Complaints under this act should be filed with the secretary of labor within 180 days of the retaliatory action.

49 U.S.C. § 31105(a).

Comprehensive Environmental Response Compensation and Liability Act of 1980 (CERCLA)

The CERCLA, which is also known as Superfund, is an act that provides funds to facilitate the cleanup of abandoned hazardous waste sites, spills, and other emergency releases of pollutants and contaminants into the environment. The act also has the mandate of seeking the parties responsible for the release of pollutants into the environment in order to assure their cooperation in the cleanup.

Under this act, employers are not allowed to discharge or in any way discriminate against an employee in retaliation for:

  • Disclosing information related to this act to a government authority.
  • Instituting or causing the institution of a proceeding related to this act.
  • Testifying or intending to testify in a proceeding related to the enforcement of this act.

Filing

Complaints under this statute should be filed with the Secretary of Labor within 30 days of the retaliation.

42 U.S.C. § 9610(a).

National Defense Authorization Act (NDAA)

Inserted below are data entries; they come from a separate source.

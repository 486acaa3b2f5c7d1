use chrono::{DateTime, Utc};
use serde::{Deserialize, Serialize};
use ts_rs::TS;
use uuid::Uuid;

#[derive(Debug, Clone, Copy, Serialize, Deserialize, TS, PartialEq, Eq)]
#[serde(rename_all = "lowercase")]
pub enum ApplicationStatus {
    Pending,
    Accepted,
    Rejected,
    Withdrawn,
}

/// A candidate's application to a job. Only the schema is modelled; no
/// component reads or writes applications yet.
#[derive(Debug, Clone, Serialize, Deserialize, TS, PartialEq)]
#[ts(export)]
pub struct Application {
    pub id: Uuid,
    pub job_id: Uuid,
    pub candidate_id: Uuid,
    pub status: Option<ApplicationStatus>,
    pub cover_letter: Option<String>,
    pub applied_at: DateTime<Utc>,
    pub updated_at: DateTime<Utc>,
}
use rusqlite::Connection;

/// Run all database migrations
pub fn run_migrations(conn: &Connection) -> anyhow::Result<()> {
    // Local identity store
    conn.execute(
        "CREATE TABLE IF NOT EXISTS auth_users (
            id VARCHAR PRIMARY KEY,
            email VARCHAR NOT NULL UNIQUE,
            password_hash VARCHAR NOT NULL,
            user_metadata VARCHAR NOT NULL DEFAULT '{}',
            email_confirmed_at BIGINT,
            created_at BIGINT NOT NULL
        )",
        [],
    )?;

    conn.execute(
        "CREATE TABLE IF NOT EXISTS auth_sessions (
            access_token VARCHAR PRIMARY KEY,
            user_id VARCHAR NOT NULL,
            refresh_token VARCHAR NOT NULL,
            expires_at BIGINT NOT NULL,
            created_at BIGINT NOT NULL,
            FOREIGN KEY (user_id) REFERENCES auth_users (id) ON DELETE CASCADE
        )",
        [],
    )?;

    conn.execute(
        "CREATE TABLE IF NOT EXISTS profiles (
            id VARCHAR PRIMARY KEY,
            email VARCHAR NOT NULL,
            user_type VARCHAR NOT NULL CHECK (user_type IN ('candidate', 'company')),
            created_at VARCHAR NOT NULL DEFAULT (strftime('%Y-%m-%dT%H:%M:%fZ', 'now')),
            FOREIGN KEY (id) REFERENCES auth_users (id) ON DELETE CASCADE
        )",
        [],
    )?;

    conn.execute(
        "CREATE TABLE IF NOT EXISTS candidate_profiles (
            id VARCHAR PRIMARY KEY,
            full_name VARCHAR,
            phone VARCHAR,
            address VARCHAR,
            birth_date VARCHAR,
            nationality VARCHAR,
            ancestry VARCHAR,
            bio VARCHAR,
            languages VARCHAR,
            resume_url VARCHAR,
            is_profile_complete BOOLEAN DEFAULT 0,
            created_at VARCHAR NOT NULL DEFAULT (strftime('%Y-%m-%dT%H:%M:%fZ', 'now')),
            updated_at VARCHAR NOT NULL DEFAULT (strftime('%Y-%m-%dT%H:%M:%fZ', 'now')),
            FOREIGN KEY (id) REFERENCES profiles (id) ON DELETE CASCADE
        )",
        [],
    )?;

    conn.execute(
        "CREATE TABLE IF NOT EXISTS company_profiles (
            id VARCHAR PRIMARY KEY,
            company_name VARCHAR,
            responsible_name VARCHAR,
            phone VARCHAR,
            address VARCHAR,
            website VARCHAR,
            cnpj VARCHAR,
            sector VARCHAR,
            employee_count INTEGER,
            founded_year INTEGER,
            description VARCHAR,
            logo_url VARCHAR,
            is_verified BOOLEAN DEFAULT 0,
            is_profile_complete BOOLEAN DEFAULT 0,
            created_at VARCHAR NOT NULL DEFAULT (strftime('%Y-%m-%dT%H:%M:%fZ', 'now')),
            updated_at VARCHAR NOT NULL DEFAULT (strftime('%Y-%m-%dT%H:%M:%fZ', 'now')),
            FOREIGN KEY (id) REFERENCES profiles (id) ON DELETE CASCADE
        )",
        [],
    )?;

    conn.execute(
        "CREATE TABLE IF NOT EXISTS jobs (
            id VARCHAR PRIMARY KEY,
            company_id VARCHAR NOT NULL,
            title VARCHAR NOT NULL,
            description VARCHAR NOT NULL,
            requirements VARCHAR,
            location VARCHAR NOT NULL,
            job_type VARCHAR NOT NULL CHECK (job_type IN ('full_time', 'part_time', 'contract', 'internship', 'freelance')),
            sector VARCHAR,
            salary_min BIGINT,
            salary_max BIGINT,
            is_active BOOLEAN DEFAULT 1,
            created_at VARCHAR NOT NULL DEFAULT (strftime('%Y-%m-%dT%H:%M:%fZ', 'now')),
            updated_at VARCHAR NOT NULL DEFAULT (strftime('%Y-%m-%dT%H:%M:%fZ', 'now')),
            FOREIGN KEY (company_id) REFERENCES company_profiles (id) ON DELETE CASCADE
        )",
        [],
    )?;

    conn.execute(
        "CREATE TABLE IF NOT EXISTS applications (
            id VARCHAR PRIMARY KEY,
            job_id VARCHAR NOT NULL,
            candidate_id VARCHAR NOT NULL,
            status VARCHAR DEFAULT 'pending' CHECK (status IN ('pending', 'accepted', 'rejected', 'withdrawn')),
            cover_letter VARCHAR,
            applied_at VARCHAR NOT NULL DEFAULT (strftime('%Y-%m-%dT%H:%M:%fZ', 'now')),
            updated_at VARCHAR NOT NULL DEFAULT (strftime('%Y-%m-%dT%H:%M:%fZ', 'now')),
            UNIQUE (job_id, candidate_id),
            FOREIGN KEY (job_id) REFERENCES jobs (id) ON DELETE CASCADE,
            FOREIGN KEY (candidate_id) REFERENCES candidate_profiles (id) ON DELETE CASCADE
        )",
        [],
    )?;

    // Indexes for the listing queries
    conn.execute(
        "CREATE INDEX IF NOT EXISTS idx_jobs_active_created
            ON jobs(is_active, created_at)",
        [],
    )?;

    conn.execute(
        "CREATE INDEX IF NOT EXISTS idx_jobs_company
            ON jobs(company_id)",
        [],
    )?;

    conn.execute(
        "CREATE INDEX IF NOT EXISTS idx_company_profiles_created
            ON company_profiles(created_at)",
        [],
    )?;

    conn.execute(
        "CREATE INDEX IF NOT EXISTS idx_auth_sessions_user
            ON auth_sessions(user_id)",
        [],
    )?;

    Ok(())
}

The NDAA is a federal law that specifies the annual budget and expenditures of the United States Department of Defense. Under this act, employers are not allowed to discharge or in any way discriminate against an employee in retaliation for:

  • Disclosing mismanagement of a federal contract or grant.
  • Disclosing an abuse of authority under this act.
  • Disclosing a violation of a rule, law, or regulation related to this act or federal contracts.
  • Disclosing a waste of federal funds.
  • Disclosing an existing danger to public health and safety.

Filing

Complaints under this act should be filed with the Inspector General within 3 years of the retaliation.

10 U.S.C. § 2409(a).

Dodd-Frank Wall Street Reform and Consumer Protection Act (Dodd-Frank Act)

The Dood-Frank Act was established to regulate lenders, banks, and other financial institutions to protect consumers and to prevent a recession. Section 748 of the Dodd-Frank Act amended the Commodity Exchange Act (CEA) to make it illegal for employers to discharge or in any way discriminate against employees in retaliation for:

  • Disclosing information concerning a violation of the CEA to the Commodity Futures Trading Commission (CFTC).
  • Participating in an investigation or administrative action held by the CFTC to investigate a violation of the CEA.

Filing

Whistleblowers who suffer discrimination or any other form of retaliation that violate provisions of the CEA may file a lawsuit in the appropriate district court.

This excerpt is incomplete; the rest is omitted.